Woodmen of the World Life Ins. Soc. v. Johnson
Decision Date | 10 January 1944 |
Docket Number | 35488. |
Citation | 196 Miss. 1,16 So.2d 285 |
Court | Mississippi Supreme Court |
Parties | WOODMEN OF THE WORLD LIFE INS. SOC. v. JOHNSON. |
Ely B. Mitchell, of Corinth, for appellant.
W C. Sweat, of Corinth, for appellee.
This appeal is from a jury verdict, and judgment pursuant thereto for $500 in favor of appellee, representing permanent disability benefits based upon a certificate of membership of appellee in appellant Society.
Appellee failed to pay the premium due December 1st, 1940, and thereby became suspended as a member of the Society. Under the by-laws, made a part of the certificate, he had the right to again become a member by paying the delinquent installments within three months subsequent to January 15th, 1941 "provided he is in good health at the time of such payment and remains in good health for thirty days-" thereafter. Appellee paid his delinquent installments on January 18th, 1941. He claims to have had a sudden and unexpected serious heart attack on February 20th, 1941 rendering him permanently disabled within the provisions of his certificate.

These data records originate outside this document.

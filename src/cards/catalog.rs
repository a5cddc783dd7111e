//! The live card catalog.
//!
//! Readers take a cheap snapshot (`Arc` clone under a read lock). Reloads
//! build a complete new map off to the side and swap it in under the write
//! lock, so nobody ever sees a half-built catalog.

use std::collections::HashMap;
use std::sync::Arc;

use parking_lot::RwLock;
use tracing::info;

use super::{CardSet, CardSource, CardVariant};
use crate::error::CatalogError;

/// Case-folded card name to its prints.
pub type CatalogMap = HashMap<String, Arc<CardSet>>;

/// Catalog key for a display name.
pub fn fold_name(name: &str) -> String {
    name.trim().to_lowercase()
}

/// Thread-safe card catalog.
#[derive(Debug, Default)]
pub struct Catalog {
    entries: RwLock<Arc<CatalogMap>>,
}

impl Catalog {
    pub fn new() -> Self {
        Self::default()
    }

    /// A catalog pre-populated with `cards`.
    pub fn from_cards(cards: impl IntoIterator<Item = CardVariant>) -> Self {
        Self {
            entries: RwLock::new(Arc::new(build(cards))),
        }
    }

    /// Rebuild from `source`. On error the current catalog is left untouched.
    /// Returns the number of distinct names now loaded.
    pub fn reload(&self, source: &dyn CardSource, language: &str) -> Result<usize, CatalogError> {
        let cards = source.load(language)?;
        let count = cards.len();
        let map = build(cards);
        let names = map.len();
        self.replace(map);
        info!(cards = count, names, language, "Card catalog reloaded");
        Ok(names)
    }

    /// Swap in a fully built map.
    pub fn replace(&self, map: CatalogMap) {
        *self.entries.write() = Arc::new(map);
    }

    /// Look up a card by exact name, ignoring case.
    pub fn get(&self, name: &str) -> Option<Arc<CardSet>> {
        self.entries.read().get(&fold_name(name)).cloned()
    }

    /// Every entry as of now. Later reloads don't affect the snapshot.
    pub fn snapshot(&self) -> Arc<CatalogMap> {
        Arc::clone(&*self.entries.read())
    }

    pub fn len(&self) -> usize {
        self.entries.read().len()
    }

    pub fn is_empty(&self) -> bool {
        self.entries.read().is_empty()
    }
}

/// Group cards into sets by folded name. Same-named cards merge.
fn build(cards: impl IntoIterator<Item = CardVariant>) -> CatalogMap {
    let mut sets: HashMap<String, CardSet> = HashMap::new();
    for card in cards {
        let key = fold_name(&card.name);
        if key.is_empty() {
            continue;
        }
        sets.entry(key).or_default().insert(card);
    }
    sets.into_iter().map(|(k, v)| (k, Arc::new(v))).collect()
}
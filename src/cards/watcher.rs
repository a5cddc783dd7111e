//! Reloads the catalog when the asset bundle changes on disk.
//!
//! The game client rewrites the bundle while patching and keeps it locked
//! for a while, so read failures are retried with a fixed delay until they
//! succeed. A bundle that reads fine but holds no cards is not retried; the
//! old catalog stays live until the next change.

use std::path::Path;
use std::sync::Arc;
use std::time::{Duration, SystemTime};

use tokio::task::JoinHandle;
use tokio::time::MissedTickBehavior;
use tokio_util::sync::CancellationToken;
use tracing::{debug, info, warn};

use super::{AssetSource, Catalog};
use crate::error::CatalogError;

fn modified(path: &Path) -> Option<SystemTime> {
    std::fs::metadata(path).and_then(|m| m.modified()).ok()
}

/// Polls the bundle's modification time and drives reloads.
#[derive(Clone)]
pub struct CatalogWatcher {
    catalog: Arc<Catalog>,
    source: Arc<AssetSource>,
    language: String,
    poll_interval: Duration,
    retry_delay: Duration,
}

impl CatalogWatcher {
    pub fn new(
        catalog: Arc<Catalog>,
        source: AssetSource,
        language: impl Into<String>,
        poll_interval: Duration,
        retry_delay: Duration,
    ) -> Self {
        Self {
            catalog,
            source: Arc::new(source),
            language: language.into(),
            poll_interval,
            retry_delay,
        }
    }

    async fn reload_once(&self) -> Result<usize, CatalogError> {
        let catalog = Arc::clone(&self.catalog);
        let source = Arc::clone(&self.source);
        let language = self.language.clone();
        tokio::task::spawn_blocking(move || catalog.reload(source.as_ref(), &language))
            .await
            .map_err(|e| CatalogError::Extraction {
                path: self.source.path().to_path_buf(),
                reason: e.to_string(),
            })?
    }

    /// Reload, retrying I/O failures until they clear or `cancel` fires.
    pub async fn reload_with_retry(&self, cancel: &CancellationToken) -> Result<usize, CatalogError> {
        let mut attempt = 1u32;
        loop {
            match self.reload_once().await {
                Ok(names) => return Ok(names),
                Err(e) if e.is_transient() => {
                    warn!(
                        error = %e,
                        attempt,
                        retry_in = ?self.retry_delay,
                        "Card source unreadable, retrying"
                    );
                    tokio::select! {
                        _ = cancel.cancelled() => return Err(e),
                        _ = tokio::time::sleep(self.retry_delay) => {}
                    }
                    attempt += 1;
                }
                Err(e) => return Err(e),
            }
        }
    }

    /// Poll for changes until cancelled. The current modification time is
    /// taken as the baseline before this returns.
    pub fn spawn(self, cancel: CancellationToken) -> JoinHandle<()> {
        let baseline = modified(self.source.path());
        tokio::spawn(async move { self.run(baseline, cancel).await })
    }

    async fn run(self, mut last: Option<SystemTime>, cancel: CancellationToken) {
        let path = self.source.path().to_path_buf();
        let mut interval = tokio::time::interval(self.poll_interval);
        interval.set_missed_tick_behavior(MissedTickBehavior::Delay);
        debug!(path = %path.display(), "Watching card source");

        loop {
            tokio::select! {
                _ = cancel.cancelled() => break,
                _ = interval.tick() => {}
            }

            let current = modified(&path);
            if current.is_none() || current == last {
                continue;
            }
            info!(path = %path.display(), "Card source changed, reloading");
            if let Err(e) = self.reload_with_retry(&cancel).await {
                warn!(
                    error = %e,
                    code = e.error_code(),
                    "Card reload failed, keeping previous catalog"
                );
            }
            last = modified(&path).or(current);
        }
        debug!("Card source watcher stopped");
    }
}
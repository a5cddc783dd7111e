//! `RPL_ISUPPORT` (005) capability tracking.
//!
//! Only `PREFIX` and `CHANMODES` are kept; together they say which mode
//! letters carry a parameter, which is what MODE delta parsing needs.

/// Parsed `PREFIX` token, e.g. `(qaohv)~&@%+`.
///
/// Letters and symbols are stored most powerful first, in server order.
#[derive(Clone, Debug, PartialEq, Eq)]
pub struct PrefixTable {
    modes: Vec<char>,
    symbols: Vec<char>,
}

impl PrefixTable {
    /// Parse a `PREFIX` value. Returns `None` when letters and symbols
    /// don't pair up.
    pub fn parse(value: &str) -> Option<Self> {
        let inner = value.strip_prefix('(')?;
        let (modes, symbols) = inner.split_once(')')?;
        let modes: Vec<char> = modes.chars().collect();
        let symbols: Vec<char> = symbols.chars().collect();
        if modes.len() != symbols.len() {
            return None;
        }
        Some(Self { modes, symbols })
    }

    /// Symbol shown for a mode letter (`o` -> `@`).
    pub fn symbol_for_mode(&self, mode: char) -> Option<char> {
        let idx = self.modes.iter().position(|m| *m == mode)?;
        self.symbols.get(idx).copied()
    }

    /// Whether `c` is one of the advertised display symbols.
    pub fn is_symbol(&self, c: char) -> bool {
        self.symbols.contains(&c)
    }

    /// Whether `mode` is a membership prefix mode.
    pub fn is_prefix_mode(&self, mode: char) -> bool {
        self.modes.contains(&mode)
    }

    /// Rank of a symbol; lower is more powerful. Unknown symbols sort last.
    pub fn rank(&self, symbol: char) -> usize {
        self.symbols
            .iter()
            .position(|s| *s == symbol)
            .unwrap_or(usize::MAX)
    }
}

impl Default for PrefixTable {
    fn default() -> Self {
        Self {
            modes: vec!['o', 'v'],
            symbols: vec!['@', '+'],
        }
    }
}

/// Parsed `CHANMODES` token: four comma-separated arity groups.
#[derive(Clone, Debug, PartialEq, Eq)]
pub struct ChanModes {
    /// Type A: list modes, always take a parameter.
    pub list: String,
    /// Type B: always take a parameter.
    pub always: String,
    /// Type C: take a parameter only when set.
    pub set_only: String,
    /// Type D: never take a parameter.
    pub never: String,
}

impl ChanModes {
    /// Parse `b,k,l,imnpst`. Extra groups beyond four are ignored.
    pub fn parse(value: &str) -> Option<Self> {
        let mut groups = value.split(',');
        Some(Self {
            list: groups.next()?.to_string(),
            always: groups.next()?.to_string(),
            set_only: groups.next()?.to_string(),
            never: groups.next()?.to_string(),
        })
    }
}

impl Default for ChanModes {
    fn default() -> Self {
        Self {
            list: "beI".to_string(),
            always: "k".to_string(),
            set_only: "l".to_string(),
            never: "imnpst".to_string(),
        }
    }
}

/// Server capabilities relevant to channel tracking.
#[derive(Clone, Debug, Default, PartialEq, Eq)]
pub struct ServerCapabilities {
    /// Membership prefixes.
    pub prefix: PrefixTable,
    /// Channel mode arity groups.
    pub chanmodes: ChanModes,
}

impl ServerCapabilities {
    /// Absorb the tokens of one 005 line. Unknown tokens are ignored and
    /// malformed values keep the previous setting.
    pub fn apply_tokens<'a, I>(&mut self, tokens: I)
    where
        I: IntoIterator<Item = &'a str>,
    {
        for token in tokens {
            // The human-readable trailer ("are supported by this server").
            if token.contains(' ') {
                continue;
            }
            let Some((key, value)) = token.split_once('=') else {
                continue;
            };
            if key.eq_ignore_ascii_case("PREFIX") {
                if let Some(prefix) = PrefixTable::parse(value) {
                    self.prefix = prefix;
                }
            } else if key.eq_ignore_ascii_case("CHANMODES") {
                if let Some(chanmodes) = ChanModes::parse(value) {
                    self.chanmodes = chanmodes;
                }
            }
        }
    }

    /// Whether `mode` consumes a parameter in a MODE delta with the given
    /// direction.
    pub fn takes_param(&self, mode: char, adding: bool) -> bool {
        let cm = &self.chanmodes;
        if self.prefix.is_prefix_mode(mode) || cm.list.contains(mode) || cm.always.contains(mode)
        {
            return true;
        }
        adding && cm.set_only.contains(mode)
    }
}
//! Per-sender flow-rate limiting for card lookups.
//!
//! A leaky bucket per sender host: every lookup adds one, anything over the
//! maximum is refused, and a once-a-second sweep drains one unit from each
//! sender that has been quiet for a full decay window. Refused lookups still
//! count, so a sender who keeps hammering stays blocked.

use std::sync::Arc;
use std::time::{Duration, Instant};

use dashmap::DashMap;
use hearth_irc::Source;
use parking_lot::Mutex;
use tokio::task::JoinHandle;
use tokio_util::sync::CancellationToken;
use tracing::{debug, warn};

use crate::config::FlowRateConfig;

/// How often idle senders are drained.
pub const SWEEP_INTERVAL: Duration = Duration::from_secs(1);

#[derive(Debug)]
struct FlowEntry {
    count: u32,
    last_activity: Instant,
}

/// Thread-safe flow-rate limiter keyed by sender host.
#[derive(Debug)]
pub struct FlowRateLimiter {
    entries: DashMap<String, Arc<Mutex<FlowEntry>>>,
    max_messages: u32,
    window: Duration,
    enabled: bool,
}

/// Limiter key for a message source: the host, so nick changes don't reset
/// the bucket, or the whole prefix when there is no host.
pub fn key_for(source: &Source) -> String {
    source
        .host()
        .filter(|h| !h.is_empty())
        .map_or_else(|| source.to_string(), str::to_string)
}

impl FlowRateLimiter {
    pub fn new(max_messages: u32, window: Duration) -> Self {
        Self {
            entries: DashMap::new(),
            max_messages,
            window,
            enabled: true,
        }
    }

    pub fn from_config(config: &FlowRateConfig) -> Self {
        Self {
            enabled: config.enabled,
            ..Self::new(config.max_messages, Duration::from_secs(config.decay_seconds))
        }
    }

    /// Count one request from `key` and say whether it may proceed.
    pub fn allow(&self, key: &str) -> bool {
        self.allow_at(key, Instant::now())
    }

    pub fn allow_at(&self, key: &str, now: Instant) -> bool {
        if !self.enabled {
            return true;
        }

        // Hold the map shard only long enough to find the entry.
        let entry = self
            .entries
            .entry(key.to_string())
            .or_insert_with(|| {
                Arc::new(Mutex::new(FlowEntry {
                    count: 0,
                    last_activity: now,
                }))
            })
            .clone();

        let mut entry = entry.lock();
        entry.count = entry.count.saturating_add(1);
        if entry.count > self.max_messages {
            warn!(
                key = %key,
                count = entry.count,
                max = self.max_messages,
                "Flow rate exceeded, ignoring request"
            );
            return false;
        }
        entry.last_activity = now;
        true
    }

    /// Drain one unit from every entry idle for at least a full window, and
    /// forget entries that reach zero. Returns how many were forgotten.
    pub fn sweep(&self, now: Instant) -> usize {
        let mut drained = Vec::new();
        for item in self.entries.iter() {
            let mut entry = item.value().lock();
            if now.saturating_duration_since(entry.last_activity) >= self.window {
                entry.count = entry.count.saturating_sub(1);
                if entry.count == 0 {
                    drained.push(item.key().clone());
                }
            }
        }

        let mut evicted = 0;
        for key in drained {
            if self
                .entries
                .remove_if(&key, |_, entry| entry.lock().count == 0)
                .is_some()
            {
                evicted += 1;
            }
        }
        evicted
    }

    /// Run [`sweep`](Self::sweep) every second until cancelled.
    pub fn spawn_sweeper(self: Arc<Self>, cancel: CancellationToken) -> JoinHandle<()> {
        tokio::spawn(async move {
            let mut interval = tokio::time::interval(SWEEP_INTERVAL);
            loop {
                tokio::select! {
                    _ = cancel.cancelled() => break,
                    _ = interval.tick() => {
                        let evicted = self.sweep(Instant::now());
                        if evicted > 0 {
                            debug!(evicted, tracked = self.len(), "Flow rate entries expired");
                        }
                    }
                }
            }
        })
    }

    /// Number of senders currently tracked.
    pub fn len(&self) -> usize {
        self.entries.len()
    }

    pub fn is_empty(&self) -> bool {
        self.entries.is_empty()
    }
}

#[cfg(test)]
mod tests {
    use super::*;

    const WINDOW: Duration = Duration::from_secs(10);

    #[test]
    fn fourth_message_within_window_is_refused() {
        let limiter = FlowRateLimiter::new(3, WINDOW);
        let t0 = Instant::now();
        assert!(limiter.allow_at("host.example", t0));
        assert!(limiter.allow_at("host.example", t0));
        assert!(limiter.allow_at("host.example", t0));
        assert!(!limiter.allow_at("host.example", t0));
        // Other senders are unaffected.
        assert!(limiter.allow_at("elsewhere.example", t0));
    }

    #[test]
    fn sweep_after_window_restores_capacity() {
        let limiter = FlowRateLimiter::new(3, WINDOW);
        let t0 = Instant::now();
        for _ in 0..3 {
            assert!(limiter.allow_at("h", t0));
        }
        assert!(!limiter.allow_at("h", t0));

        // Once-a-second sweeps do nothing until the sender has been idle a
        // full window, then drain one unit each.
        for secs in 0..10 {
            limiter.sweep(t0 + Duration::from_secs(secs));
        }
        assert_eq!(limiter.len(), 1);

        for secs in 10..=13 {
            limiter.sweep(t0 + Duration::from_secs(secs));
        }
        assert!(limiter.allow_at("h", t0 + Duration::from_secs(13)));
    }

    #[test]
    fn activity_postpones_draining() {
        let limiter = FlowRateLimiter::new(3, WINDOW);
        let t0 = Instant::now();
        limiter.allow_at("h", t0);
        limiter.allow_at("h", t0 + Duration::from_secs(8));
        assert_eq!(limiter.sweep(t0 + WINDOW), 0);
        assert_eq!(limiter.len(), 1);
        // Count was 2; idle since t0+8s, so two sweeps after t0+18s clear it.
        limiter.sweep(t0 + Duration::from_secs(18));
        assert_eq!(limiter.sweep(t0 + Duration::from_secs(19)), 1);
        assert!(limiter.is_empty());
    }

    #[test]
    fn idle_entries_are_evicted() {
        let limiter = FlowRateLimiter::new(3, WINDOW);
        let t0 = Instant::now();
        limiter.allow_at("a", t0);
        limiter.allow_at("b", t0);
        limiter.allow_at("b", t0);
        assert_eq!(limiter.len(), 2);

        assert_eq!(limiter.sweep(t0 + WINDOW), 1);
        assert_eq!(limiter.len(), 1);
        assert_eq!(limiter.sweep(t0 + WINDOW * 2), 1);
        assert!(limiter.is_empty());
    }

    #[test]
    fn disabled_limiter_allows_everything() {
        let limiter = FlowRateLimiter::from_config(&FlowRateConfig {
            enabled: false,
            ..FlowRateConfig::default()
        });
        for _ in 0..10 {
            assert!(limiter.allow("h"));
        }
        assert!(limiter.is_empty());
    }

    #[test]
    fn key_is_host_when_available() {
        assert_eq!(key_for(&Source::parse("nick!user@host.example")), "host.example");
        assert_eq!(key_for(&Source::parse("irc.example.net")), "irc.example.net");
    }

    #[tokio::test]
    async fn sweeper_runs_until_cancelled() {
        let limiter = Arc::new(FlowRateLimiter::new(1, Duration::from_millis(1)));
        limiter.allow("h");
        let cancel = CancellationToken::new();
        let handle = Arc::clone(&limiter).spawn_sweeper(cancel.clone());

        tokio::time::sleep(Duration::from_millis(1500)).await;
        assert!(limiter.is_empty());

        cancel.cancel();
        handle.await.unwrap();
    }
}
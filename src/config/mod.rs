//! Configuration loading and management.
//!
//! This module is split into logical submodules:
//! - [`types`]: the top-level [`Config`] and its loader
//! - [`irc`]: server connection and identity ([`IrcConfig`])
//! - [`cards`]: card lookup, auto-trigger and flow-rate settings
//! - [`validation`]: startup sanity checks

mod cards;
mod irc;
mod types;
mod validation;

pub use cards::{AutoTriggerConfig, CardsConfig, FlowRateConfig};
pub use irc::IrcConfig;
pub use types::{Config, ConfigError};
pub use validation::ValidationError;
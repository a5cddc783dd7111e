//! Card mentions in free text, without any trigger syntax.
//!
//! Every word is a seed. A seed grows one word to the left or right while
//! doing so strictly improves its best catalog score, and stops at the first
//! local maximum. Phrases that end above the threshold are reported once per
//! card.

use std::collections::HashMap;
use std::collections::hash_map::Entry;

use super::{Candidate, best_match};
use crate::cards::CatalogMap;

/// A run of words that resolved to a card.
#[derive(Clone, Debug)]
pub struct PhraseMatch {
    /// Word span `[start, end)` within the message.
    pub start: usize,
    pub end: usize,
    pub phrase: String,
    pub candidate: Candidate,
}

fn words(text: &str) -> Vec<&str> {
    text.split_whitespace()
        .map(|w| w.trim_matches(|c: char| c.is_ascii_punctuation() && c != '\''))
        .filter(|w| !w.is_empty())
        .collect()
}

struct Scorer<'a> {
    catalog: &'a CatalogMap,
    words: Vec<&'a str>,
    memo: HashMap<(usize, usize), Option<Candidate>>,
}

impl Scorer<'_> {
    fn score(&mut self, start: usize, end: usize) -> Option<Candidate> {
        match self.memo.entry((start, end)) {
            Entry::Occupied(e) => e.get().clone(),
            Entry::Vacant(e) => {
                let phrase = self.words[start..end].join(" ");
                e.insert(best_match(self.catalog, &phrase)).clone()
            }
        }
    }

    fn value(&mut self, start: usize, end: usize) -> f64 {
        self.score(start, end).map_or(0.0, |c| c.score)
    }

    /// Hill-climb from the single word at `seed`.
    fn climb(&mut self, seed: usize) -> (usize, usize) {
        let (mut start, mut end) = (seed, seed + 1);
        let mut current = self.value(start, end);
        loop {
            let left = (start > 0).then(|| (start - 1, end));
            let right = (end < self.words.len()).then(|| (start, end + 1));

            let mut next: Option<((usize, usize), f64)> = None;
            for span in [left, right].into_iter().flatten() {
                let v = self.value(span.0, span.1);
                if v > current && next.is_none_or(|(_, best)| v > best) {
                    next = Some((span, v));
                }
            }
            match next {
                Some(((s, e), v)) => {
                    start = s;
                    end = e;
                    current = v;
                }
                None => return (start, end),
            }
        }
    }
}

/// Card mentions in `text` scoring at least `threshold`, best first, one
/// per card.
pub fn find_phrases(catalog: &CatalogMap, text: &str, threshold: f64) -> Vec<PhraseMatch> {
    let mut scorer = Scorer {
        catalog,
        words: words(text),
        memo: HashMap::new(),
    };

    let mut by_card: HashMap<String, PhraseMatch> = HashMap::new();
    for seed in 0..scorer.words.len() {
        let (start, end) = scorer.climb(seed);
        let Some(candidate) = scorer.score(start, end) else {
            continue;
        };
        if candidate.score < threshold {
            continue;
        }
        let found = PhraseMatch {
            start,
            end,
            phrase: scorer.words[start..end].join(" "),
            candidate,
        };
        match by_card.entry(found.candidate.key.clone()) {
            Entry::Occupied(mut e) if e.get().candidate.score < found.candidate.score => {
                e.insert(found);
            }
            Entry::Occupied(_) => {}
            Entry::Vacant(e) => {
                e.insert(found);
            }
        }
    }

    let mut found: Vec<PhraseMatch> = by_card.into_values().collect();
    found.sort_by(|a, b| {
        b.candidate
            .score
            .total_cmp(&a.candidate.score)
            .then_with(|| a.start.cmp(&b.start))
    });
    found
}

Appellant contends that appellee was not in good health on January 18th, 1941, nor was he in such health for thirty days thereafter. And on this question he first urges that the lower court committed error in its definition of good health as set out in the instructions granted appellee, plaintiff below. These instructions told the jurors that if they believed from the preponderance of the evidence "that prior to the time he suffered a heart attack he was in reasonably good health", that this finding would comply with the foregoing quoted provision. It will be noted that the by-laws use the expression "good health". The question is whether the addition by the court in the instruction of the adverb "reasonably" sufficiently defined the measure of health required by the by-laws.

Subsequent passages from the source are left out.